Start of DATASET CONTENT

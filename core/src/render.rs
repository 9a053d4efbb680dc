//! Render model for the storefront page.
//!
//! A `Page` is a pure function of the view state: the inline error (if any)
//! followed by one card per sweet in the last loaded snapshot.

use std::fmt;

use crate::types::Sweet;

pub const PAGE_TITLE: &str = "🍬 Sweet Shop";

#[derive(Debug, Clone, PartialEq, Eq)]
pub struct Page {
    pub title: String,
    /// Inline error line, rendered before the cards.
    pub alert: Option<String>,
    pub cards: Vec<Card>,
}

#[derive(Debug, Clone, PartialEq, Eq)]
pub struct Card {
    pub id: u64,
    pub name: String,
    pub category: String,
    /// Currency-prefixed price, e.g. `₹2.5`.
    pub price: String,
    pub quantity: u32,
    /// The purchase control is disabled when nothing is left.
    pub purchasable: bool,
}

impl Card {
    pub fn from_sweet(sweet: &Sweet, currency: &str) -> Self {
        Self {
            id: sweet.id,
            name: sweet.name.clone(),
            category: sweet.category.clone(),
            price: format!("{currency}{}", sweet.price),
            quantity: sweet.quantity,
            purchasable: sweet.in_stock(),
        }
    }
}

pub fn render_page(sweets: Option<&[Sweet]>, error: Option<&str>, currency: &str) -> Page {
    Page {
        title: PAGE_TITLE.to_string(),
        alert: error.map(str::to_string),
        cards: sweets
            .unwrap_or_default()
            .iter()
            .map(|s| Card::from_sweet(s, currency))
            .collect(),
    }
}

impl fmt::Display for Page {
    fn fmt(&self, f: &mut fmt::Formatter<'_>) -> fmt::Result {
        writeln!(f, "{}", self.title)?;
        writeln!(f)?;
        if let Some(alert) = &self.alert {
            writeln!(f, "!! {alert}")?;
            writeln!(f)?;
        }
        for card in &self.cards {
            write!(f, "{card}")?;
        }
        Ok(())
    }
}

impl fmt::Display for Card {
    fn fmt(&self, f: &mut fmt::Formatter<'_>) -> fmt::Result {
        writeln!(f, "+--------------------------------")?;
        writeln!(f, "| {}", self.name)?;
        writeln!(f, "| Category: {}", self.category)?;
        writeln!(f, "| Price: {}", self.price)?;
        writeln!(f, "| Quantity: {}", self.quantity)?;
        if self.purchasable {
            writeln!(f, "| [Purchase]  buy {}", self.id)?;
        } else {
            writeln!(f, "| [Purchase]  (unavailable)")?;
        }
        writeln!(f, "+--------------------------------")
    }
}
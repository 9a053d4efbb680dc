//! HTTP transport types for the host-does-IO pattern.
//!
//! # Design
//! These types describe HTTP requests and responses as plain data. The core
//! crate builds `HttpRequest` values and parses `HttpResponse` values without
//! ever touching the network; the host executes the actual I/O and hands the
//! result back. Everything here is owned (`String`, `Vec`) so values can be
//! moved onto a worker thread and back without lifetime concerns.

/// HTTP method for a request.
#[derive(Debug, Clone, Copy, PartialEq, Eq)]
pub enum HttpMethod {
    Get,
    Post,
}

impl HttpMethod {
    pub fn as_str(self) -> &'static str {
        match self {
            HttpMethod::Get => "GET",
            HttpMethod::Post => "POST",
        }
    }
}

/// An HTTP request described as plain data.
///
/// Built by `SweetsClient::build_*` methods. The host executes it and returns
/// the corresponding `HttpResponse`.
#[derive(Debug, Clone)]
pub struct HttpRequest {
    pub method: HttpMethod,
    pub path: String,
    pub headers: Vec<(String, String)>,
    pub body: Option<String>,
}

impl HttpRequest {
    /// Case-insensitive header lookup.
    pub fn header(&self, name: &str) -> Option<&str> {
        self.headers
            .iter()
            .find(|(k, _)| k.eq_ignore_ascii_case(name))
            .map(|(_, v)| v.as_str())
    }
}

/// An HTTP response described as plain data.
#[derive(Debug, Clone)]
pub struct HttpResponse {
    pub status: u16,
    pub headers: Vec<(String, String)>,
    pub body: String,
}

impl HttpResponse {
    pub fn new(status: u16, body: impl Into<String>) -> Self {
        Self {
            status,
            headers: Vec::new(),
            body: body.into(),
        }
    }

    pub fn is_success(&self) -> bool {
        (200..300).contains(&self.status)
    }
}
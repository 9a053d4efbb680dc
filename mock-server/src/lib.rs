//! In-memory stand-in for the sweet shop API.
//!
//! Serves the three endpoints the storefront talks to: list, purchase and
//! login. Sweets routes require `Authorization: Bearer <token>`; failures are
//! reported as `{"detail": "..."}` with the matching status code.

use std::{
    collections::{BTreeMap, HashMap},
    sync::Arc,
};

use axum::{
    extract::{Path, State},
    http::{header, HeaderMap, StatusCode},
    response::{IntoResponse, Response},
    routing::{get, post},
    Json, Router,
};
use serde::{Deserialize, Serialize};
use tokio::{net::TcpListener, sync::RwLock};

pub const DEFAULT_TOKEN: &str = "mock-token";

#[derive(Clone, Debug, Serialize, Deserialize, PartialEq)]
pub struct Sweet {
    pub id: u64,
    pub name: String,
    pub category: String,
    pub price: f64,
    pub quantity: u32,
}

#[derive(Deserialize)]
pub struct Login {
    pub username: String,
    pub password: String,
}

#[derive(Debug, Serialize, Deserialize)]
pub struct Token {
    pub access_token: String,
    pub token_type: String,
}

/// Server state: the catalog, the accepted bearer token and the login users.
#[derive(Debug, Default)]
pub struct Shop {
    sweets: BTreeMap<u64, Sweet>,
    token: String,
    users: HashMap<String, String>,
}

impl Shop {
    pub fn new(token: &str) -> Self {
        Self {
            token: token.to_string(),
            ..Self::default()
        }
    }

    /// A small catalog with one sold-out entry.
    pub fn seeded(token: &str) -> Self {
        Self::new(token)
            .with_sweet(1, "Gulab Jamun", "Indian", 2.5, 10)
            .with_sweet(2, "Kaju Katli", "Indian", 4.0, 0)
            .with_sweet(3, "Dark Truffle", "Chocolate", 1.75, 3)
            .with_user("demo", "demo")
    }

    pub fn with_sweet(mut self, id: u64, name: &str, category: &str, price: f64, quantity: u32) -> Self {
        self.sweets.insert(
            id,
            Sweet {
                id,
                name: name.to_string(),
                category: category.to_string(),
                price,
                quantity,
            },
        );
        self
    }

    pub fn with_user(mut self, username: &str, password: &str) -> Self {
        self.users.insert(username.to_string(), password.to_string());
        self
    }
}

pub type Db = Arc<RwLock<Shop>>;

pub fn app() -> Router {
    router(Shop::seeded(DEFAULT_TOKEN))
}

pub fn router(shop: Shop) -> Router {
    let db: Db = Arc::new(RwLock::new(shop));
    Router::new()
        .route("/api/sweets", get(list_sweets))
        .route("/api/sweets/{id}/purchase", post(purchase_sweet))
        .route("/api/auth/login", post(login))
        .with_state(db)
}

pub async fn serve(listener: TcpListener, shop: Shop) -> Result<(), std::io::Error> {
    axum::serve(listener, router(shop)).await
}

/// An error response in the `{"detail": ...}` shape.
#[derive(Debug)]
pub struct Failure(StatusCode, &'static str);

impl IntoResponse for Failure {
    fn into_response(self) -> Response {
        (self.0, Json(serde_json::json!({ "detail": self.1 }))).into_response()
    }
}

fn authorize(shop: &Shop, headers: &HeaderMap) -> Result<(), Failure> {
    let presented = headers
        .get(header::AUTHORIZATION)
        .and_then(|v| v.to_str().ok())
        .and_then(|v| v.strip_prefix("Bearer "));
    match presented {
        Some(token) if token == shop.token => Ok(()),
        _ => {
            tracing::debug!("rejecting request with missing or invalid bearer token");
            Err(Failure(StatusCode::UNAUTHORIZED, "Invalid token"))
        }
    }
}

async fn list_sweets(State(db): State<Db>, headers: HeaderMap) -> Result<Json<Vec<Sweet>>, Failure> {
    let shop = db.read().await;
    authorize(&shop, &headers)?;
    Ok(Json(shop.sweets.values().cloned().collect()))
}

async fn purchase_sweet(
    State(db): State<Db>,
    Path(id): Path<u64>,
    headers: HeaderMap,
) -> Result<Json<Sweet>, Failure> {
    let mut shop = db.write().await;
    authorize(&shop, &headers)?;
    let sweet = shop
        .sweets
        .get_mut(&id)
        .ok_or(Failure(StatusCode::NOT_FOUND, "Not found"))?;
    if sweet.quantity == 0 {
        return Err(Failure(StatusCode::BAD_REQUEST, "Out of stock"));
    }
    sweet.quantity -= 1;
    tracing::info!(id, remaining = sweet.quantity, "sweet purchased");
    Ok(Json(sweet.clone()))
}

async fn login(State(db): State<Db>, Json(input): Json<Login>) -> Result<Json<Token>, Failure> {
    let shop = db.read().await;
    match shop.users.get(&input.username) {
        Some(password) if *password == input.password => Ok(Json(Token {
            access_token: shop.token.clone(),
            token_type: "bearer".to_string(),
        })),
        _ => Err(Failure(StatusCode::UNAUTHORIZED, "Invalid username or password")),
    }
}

End of DATASET CONTENT

## TASK
If a line above holds the string "described", return it as it stands.

## THE ANSWER
/// An HTTP request described as plain data.
/// An HTTP response described as plain data.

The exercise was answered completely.